You can’t believe everything you tell yourself.
I was a brand new Christian and I had the fire all right. I was saved, born again and full of the Holy Spirit. I was full of something anyway. I thought it was the Holy Spirit but, on reflection, I think I was more full of sh*t than Spirit.
My Mum had been born again at about the same time as me and she was concerned for my soul. She thought I needed to find a church to nurture me and help me grow as a Christian so she came to see me and help me find one.
She took me to visit a few likely places and, at one of them, the pastor left his meal to speak with us.
I was not about to join a “false” church — be led astray by those to whom God would say “I never knew you” in the end days. I was all puffed up with my own importance as a brand new Christian so I “interviewed” the pastor to see if his faith was real.
After a few questions, rude and arrogant and tactless questions, I decided the man was an impostor and I got even ruder and more arrogant and tactless. My mother worked hard to instill good manners in her offspring when we were young. She sat there and listened until she could not bear my rudeness any longer then she dragged me home.
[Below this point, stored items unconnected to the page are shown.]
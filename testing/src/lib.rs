//! # Kickoff Testing
//!
//! Testing utilities and helpers for the kickoff pipeline.
//!
//! This crate provides:
//! - A recording host double that captures dispatched lifecycle events
//! - A fluent Given-When-Then helper for reducer tests
//! - Tracing initialization for test binaries
//!
//! ## Example
//!
//! ```
//! use kickoff_core::LifecycleEvent;
//! use kickoff_runtime::{RunOptions, drive};
//! use kickoff_testing::RecordingHost;
//!
//! # #[tokio::main(flavor = "current_thread")]
//! # async fn main() {
//! let host: RecordingHost<u32> = RecordingHost::new();
//!
//! drive(
//!     host.clone(),
//!     "FETCH",
//!     async { Ok::<u32, std::io::Error>(42) },
//!     RunOptions::new(),
//! )
//! .await;
//!
//! let events = host.recorded();
//! assert_eq!(events.len(), 2);
//! assert_eq!(events[1], LifecycleEvent::success("FETCH", 42));
//! # }
//! ```

use tracing_subscriber::layer::SubscriberExt;
use tracing_subscriber::util::SubscriberInitExt;

mod reduce_test;

/// Test doubles for the host-store seam.
pub mod mocks {
    use std::sync::{Arc, Mutex, PoisonError};

    use kickoff_core::LifecycleEvent;
    use kickoff_runtime::{EventSink, StateReader};

    /// A host double that records every dispatched event and serves a
    /// fixed snapshot.
    ///
    /// Clones share the same event log, so a test can hand one clone to
    /// the driver and keep another for assertions.
    ///
    /// # Example
    ///
    /// ```
    /// use kickoff_core::LifecycleEvent;
    /// use kickoff_runtime::EventSink;
    /// use kickoff_testing::RecordingHost;
    ///
    /// let host: RecordingHost<i32, &str> = RecordingHost::with_snapshot("host state");
    /// host.dispatch(LifecycleEvent::success("K", 1));
    ///
    /// assert_eq!(host.event_count(), 1);
    /// ```
    #[derive(Debug)]
    pub struct RecordingHost<T, S = ()> {
        events: Arc<Mutex<Vec<LifecycleEvent<T>>>>,
        snapshot: S,
    }

    impl<T> RecordingHost<T, ()> {
        /// A recording host with the unit snapshot.
        #[must_use]
        pub fn new() -> Self {
            Self::with_snapshot(())
        }
    }

    impl<T> Default for RecordingHost<T, ()> {
        fn default() -> Self {
            Self::new()
        }
    }

    impl<T, S> RecordingHost<T, S> {
        /// A recording host serving the given snapshot from its state
        /// accessor.
        #[must_use]
        pub fn with_snapshot(snapshot: S) -> Self {
            Self {
                events: Arc::new(Mutex::new(Vec::new())),
                snapshot,
            }
        }

        /// The number of events dispatched so far.
        #[must_use]
        pub fn event_count(&self) -> usize {
            self.events
                .lock()
                .unwrap_or_else(PoisonError::into_inner)
                .len()
        }

        /// A copy of every event dispatched so far, in dispatch order.
        #[must_use]
        pub fn recorded(&self) -> Vec<LifecycleEvent<T>>
        where
            T: Clone,
        {
            self.events
                .lock()
                .unwrap_or_else(PoisonError::into_inner)
                .clone()
        }

        /// Drain the recorded events, leaving the log empty.
        #[must_use]
        pub fn take(&self) -> Vec<LifecycleEvent<T>> {
            std::mem::take(
                &mut *self
                    .events
                    .lock()
                    .unwrap_or_else(PoisonError::into_inner),
            )
        }
    }

    impl<T, S: Clone> Clone for RecordingHost<T, S> {
        fn clone(&self) -> Self {
            Self {
                events: Arc::clone(&self.events),
                snapshot: self.snapshot.clone(),
            }
        }
    }

    impl<T: Send, S: Send + Sync> EventSink<T> for RecordingHost<T, S> {
        fn dispatch(&self, event: LifecycleEvent<T>) {
            self.events
                .lock()
                .unwrap_or_else(PoisonError::into_inner)
                .push(event);
        }
    }

    impl<T: Send, S: Clone + Send + Sync> StateReader for RecordingHost<T, S> {
        type Snapshot = S;

        fn read(&self) -> S {
            self.snapshot.clone()
        }
    }
}

/// Initialize tracing for tests.
///
/// Installs an env-filtered fmt subscriber writing through the test
/// writer. Safe to call from every test; repeated calls are no-ops.
pub fn init_test_tracing() {
    let _ = tracing_subscriber::registry()
        .with(
            tracing_subscriber::EnvFilter::try_from_default_env()
                .unwrap_or_else(|_| "kickoff=debug".into()),
        )
        .with(tracing_subscriber::fmt::layer().with_test_writer())
        .try_init();
}

// Re-export commonly used items
pub use mocks::RecordingHost;
pub use reduce_test::ReduceTest;

#[cfg(test)]
mod tests {
    use super::*;
    use kickoff_core::LifecycleEvent;
    use kickoff_runtime::{EventSink, StateReader};

    #[test]
    fn recording_host_clones_share_one_log() {
        let host: RecordingHost<i32> = RecordingHost::new();
        let clone = host.clone();

        clone.dispatch(LifecycleEvent::pending("K", None));
        clone.dispatch(LifecycleEvent::success("K", 3));

        assert_eq!(host.event_count(), 2);
        assert_eq!(host.recorded()[1], LifecycleEvent::success("K", 3));

        let drained = host.take();
        assert_eq!(drained.len(), 2);
        assert_eq!(clone.event_count(), 0);
    }

    #[test]
    fn recording_host_serves_its_snapshot() {
        let host: RecordingHost<i32, i64> = RecordingHost::with_snapshot(99);
        assert_eq!(host.read(), 99);
    }
}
I was offended. Why had she dragged me away just when I seemed to have the man cornered with my arguments? Surely mother could have waited for me to bring this impostor into the light. I was convinced I almost had him ready to admit his sins and confession would have set him on the path to redemption — right?
Mother tried to be gentle but I got the message loud and clear. She thought nothing else mattered apart from my lack of manners. We had a fight and she said she would pray for me. After she left I complained bitterly to God.
“As far as Mum is concerned I am wrong even when I’m right! All I was trying to do was win a soul and that’s the thanks I get for putting myself on the line.”
A gentle thought popped into my mind. I knew it wasn’t my thought because it was asking a question I would never have dreamed of asking myself.
“Were you trying to win a soul – or an argument?”
There was nobody to fight, no need to defend myself, it was just a question. I saw the truth instantly. I knew it wasn’t saving the man’s soul that mattered to me. I didn’t really believe I could save a soul. I realised immediately that I had been trying to win an argument and I was astounded to discover that I had been lying to myself.
That was my second lesson from God.
Always double check what I say to myself because sometimes it isn’t the truth. It’s a lie I want to believe is the truth.